Provided by Lisa Hatfield
Categories Dessert
Time 15m
Number Of Ingredients 6
Steps:
- Beat soft butter and shortening in an electric mixer on high speed with the whisk attachment until creamy for 5 minutes. Scrape down the sides of the bowl.
- At low speed, add powder sugar 1 cup at a time until smooth into the mixing bowl.
- On high speed, mix in vanilla, almond extract, and hot water for 5 minutes until fluffy and smooth.
- Place a dollop of frosting on a small piece of cardboard or on a tray, and set the cake on top. This keeps the cake from sliding around while decorating.

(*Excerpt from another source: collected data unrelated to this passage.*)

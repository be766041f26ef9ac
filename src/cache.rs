//! Thread-local compiled-query cache.
//!
//! Pack queries are compiled once per thread and grammar and reused by every
//! resolution. Cache is capped at 256 entries; it is cleared when full.

use crate::lang::Grammar;
use crate::ts::{QueryEngine, TreeSitterError};
use std::cell::RefCell;
use std::collections::HashMap;
use std::rc::Rc;

const MAX_CACHE_ENTRIES: usize = 256;

thread_local! {
    // Keyed by grammar as well: the same query text means different node
    // types under different grammars.
    static QUERY_CACHE: RefCell<HashMap<(Grammar, String), Rc<QueryEngine>>> =
        RefCell::new(HashMap::new());
}

/// Get a compiled query from cache, or compile and cache it.
///
/// Failed compilations are not cached.
pub fn get_or_compile_query(
    grammar: Grammar,
    source: &str,
) -> Result<Rc<QueryEngine>, TreeSitterError> {
    let key = (grammar, source.to_string());

    if let Some(engine) = QUERY_CACHE.with(|cache| cache.borrow().get(&key).cloned()) {
        return Ok(engine);
    }

    let engine = Rc::new(QueryEngine::compile(grammar, source)?);

    QUERY_CACHE.with(|cache| {
        let mut cache = cache.borrow_mut();
        if cache.len() >= MAX_CACHE_ENTRIES {
            tracing::debug!(entries = cache.len(), "query cache full, clearing");
            cache.clear();
        }
        cache.insert(key, Rc::clone(&engine));
    });

    Ok(engine)
}

/// Clear the query cache (mainly for testing).
pub fn clear_cache() {
    QUERY_CACHE.with(|cache| cache.borrow_mut().clear());
}

/// Number of cached queries on this thread.
pub fn cache_size() -> usize {
    QUERY_CACHE.with(|cache| cache.borrow().len())
}
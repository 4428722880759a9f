//! Session model and related functionality

use serde::{Deserialize, Serialize};

use crate::models::User;

/// Who a session belongs to.
///
/// The user id and name are stored together or not at all, so a session
/// can never be half authenticated.
#[derive(Debug, Clone, PartialEq, Eq, Serialize, Deserialize)]
pub struct Identity {
    pub uid: i64,
    pub username: String,
}

impl From<&User> for Identity {
    fn from(user: &User) -> Self {
        Self {
            uid: user.id,
            username: user.name.clone(),
        }
    }
}

/// Authentication status of the session presented with a request
#[derive(Debug, Clone, PartialEq, Eq)]
pub enum SessionState {
    Anonymous,
    Authenticated { token: String, identity: Identity },
}

impl SessionState {
    /// The identity, if the session is authenticated
    pub fn identity(&self) -> Option<&Identity> {
        match self {
            SessionState::Anonymous => None,
            SessionState::Authenticated { identity, .. } => Some(identity),
        }
    }

    pub fn is_authenticated(&self) -> bool {
        matches!(self, SessionState::Authenticated { .. })
    }
}
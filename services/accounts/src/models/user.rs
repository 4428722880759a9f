//! User model and related functionality

use sqlx::FromRow;

/// A row of the `users` table
#[derive(Debug, Clone, PartialEq, Eq, FromRow)]
pub struct User {
    pub id: i64,
    pub name: String,
    pub password_hash: String,
}

/// New user creation payload; the password is already hashed
#[derive(Debug, Clone)]
pub struct NewUser {
    pub name: String,
    pub password_hash: String,
}
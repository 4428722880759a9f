//! Redis client for short-lived key/value state
//!
//! The accounts service keeps its sessions here. Every write carries a TTL
//! so abandoned entries expire on their own.

use anyhow::{Context, Result};
use redis::{AsyncCommands, Client, aio::MultiplexedConnection};
use tracing::info;

/// Configuration for Redis connection
#[derive(Debug, Clone)]
pub struct RedisConfig {
    /// Redis connection URL (e.g., "redis://localhost:6379")
    pub url: String,
}

impl RedisConfig {
    /// Create a new RedisConfig from environment variables
    ///
    /// # Environment Variables
    /// - `REDIS_URL`: Redis connection URL (default: "redis://localhost:6379")
    pub fn from_env() -> Self {
        let url =
            std::env::var("REDIS_URL").unwrap_or_else(|_| "redis://localhost:6379".to_string());

        RedisConfig { url }
    }
}

/// Handle to a Redis server, cheap to clone
#[derive(Clone)]
pub struct RedisPool {
    client: Client,
}

impl RedisPool {
    /// Open a client for the configured server.
    ///
    /// No connection is made until the first command.
    pub fn new(config: &RedisConfig) -> Result<Self> {
        let client = Client::open(config.url.as_str())
            .with_context(|| format!("invalid Redis URL: {}", config.url))?;
        info!("Redis client initialized with URL: {}", config.url);
        Ok(RedisPool { client })
    }

    async fn connection(&self) -> Result<MultiplexedConnection> {
        let conn = self.client.get_multiplexed_async_connection().await?;
        Ok(conn)
    }

    /// Store `value` under `key`, expiring after `ttl_seconds`
    pub async fn set_ex(&self, key: &str, value: &str, ttl_seconds: u64) -> Result<()> {
        let mut conn = self.connection().await?;
        let _: () = conn.set_ex(key, value, ttl_seconds).await?;
        Ok(())
    }

    /// Get a value by key
    pub async fn get(&self, key: &str) -> Result<Option<String>> {
        let mut conn = self.connection().await?;
        let value: Option<String> = conn.get(key).await?;
        Ok(value)
    }

    /// Delete a key, returning whether it existed
    pub async fn delete(&self, key: &str) -> Result<bool> {
        let mut conn = self.connection().await?;
        let removed: u64 = conn.del(key).await?;
        Ok(removed > 0)
    }

    /// Check if Redis is reachable
    pub async fn health_check(&self) -> Result<bool> {
        let mut conn = self.connection().await?;
        let pong: String = redis::cmd("PING").query_async(&mut conn).await?;
        Ok(pong == "PONG")
    }
}
//! HTML pages rendered with minijinja

use std::sync::Arc;

use anyhow::Result;
use axum::{
    http::StatusCode,
    response::{Html, IntoResponse, Response},
};
use minijinja::Environment;
use serde::Serialize;
use tracing::error;

const TEMPLATES: [(&str, &str); 5] = [
    ("base.html", include_str!("../templates/base.html")),
    ("index.html", include_str!("../templates/index.html")),
    ("login.html", include_str!("../templates/login.html")),
    ("register.html", include_str!("../templates/register.html")),
    ("profile.html", include_str!("../templates/profile.html")),
];

/// A page to render and the values it shows
#[derive(Debug, Clone, Serialize)]
pub struct View {
    #[serde(skip)]
    template: &'static str,
    title: &'static str,
    error: Option<String>,
    username: Option<String>,
}

impl View {
    fn new(template: &'static str, title: &'static str) -> Self {
        Self {
            template,
            title,
            error: None,
            username: None,
        }
    }

    pub fn home() -> Self {
        Self::new("index.html", "Accounts")
    }

    pub fn login() -> Self {
        Self::new("login.html", "Login")
    }

    pub fn register() -> Self {
        Self::new("register.html", "Register")
    }

    pub fn profile(username: &str) -> Self {
        Self {
            username: Some(username.to_string()),
            ..Self::new("profile.html", "Profile")
        }
    }

    /// Login form shown to clients without a session on a guarded page
    pub fn access_denied() -> Self {
        Self::new("login.html", "Access denied")
    }

    /// Show `message` above the page content
    pub fn with_error(mut self, message: impl Into<String>) -> Self {
        self.error = Some(message.into());
        self
    }
}

/// Compiled template set, cheap to clone
#[derive(Clone)]
pub struct Templates {
    env: Arc<Environment<'static>>,
}

impl Templates {
    /// Compile the embedded templates
    pub fn new() -> Result<Self> {
        let mut env = Environment::new();
        for (name, source) in TEMPLATES {
            env.add_template(name, source)?;
        }
        Ok(Self { env: Arc::new(env) })
    }

    /// Render `view` to HTML
    pub fn render(&self, view: &View) -> Result<String> {
        let html = self.env.get_template(view.template)?.render(view)?;
        Ok(html)
    }

    /// Render `view` as a response with `status`, falling back to a bare 500
    pub fn page(&self, status: StatusCode, view: View) -> Response {
        match self.render(&view) {
            Ok(html) => (status, Html(html)).into_response(),
            Err(e) => {
                error!("Failed to render {}: {:#}", view.template, e);
                (StatusCode::INTERNAL_SERVER_ERROR, "Internal server error").into_response()
            }
        }
    }
}
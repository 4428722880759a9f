//! Custom error types for the common library
//!
//! This module defines the infrastructure error types shared by the
//! services.

use sqlx::Error as SqlxError;
use thiserror::Error;

/// SQLSTATE raised by PostgreSQL on a unique constraint violation
const UNIQUE_VIOLATION: &str = "23505";

/// Custom error type for database operations
#[derive(Error, Debug)]
pub enum DatabaseError {
    /// Error occurred during database connection
    #[error("Database connection error: {0}")]
    Connection(#[source] SqlxError),

    /// Error occurred during database query execution
    #[error("Database query error: {0}")]
    Query(#[source] SqlxError),

    /// Error occurred during database migration
    #[error("Database migration error: {0}")]
    Migration(String),

    /// Configuration error
    #[error("Database configuration error: {0}")]
    Configuration(String),

    /// A unique constraint rejected the write
    #[error("Duplicate value violates constraint {0}")]
    Duplicate(String),
}

impl DatabaseError {
    /// Classify an error returned by a query, separating unique violations
    /// from other failures.
    pub fn from_query(error: SqlxError) -> Self {
        if let SqlxError::Database(db_error) = &error {
            if db_error.code().as_deref() == Some(UNIQUE_VIOLATION) {
                let constraint = db_error.constraint().unwrap_or("unknown").to_string();
                return DatabaseError::Duplicate(constraint);
            }
        }
        DatabaseError::Query(error)
    }

    /// Whether this error is a unique constraint violation
    pub fn is_duplicate(&self) -> bool {
        matches!(self, DatabaseError::Duplicate(_))
    }
}

/// Type alias for Result with DatabaseError
pub type DatabaseResult<T> = Result<T, DatabaseError>;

- Fill a large piping bag with frosting, set the bag in a tall sturdy glass measuring cup. Load it down inside the pastry bag with a spatula, when 3/4 full, push inside the bag toward the tip. Fold the top down and decorate your cake. Don't overfill or it will squeeze out of the top of the bag.
- Frost the cake using a small offset spatula, smooth out as best you can all over the top and sides of the cake. This frosting is so easy to spread, and you don't have to clean your spatula while decorating. Then create beautiful designs using a piping bag fitted with tips.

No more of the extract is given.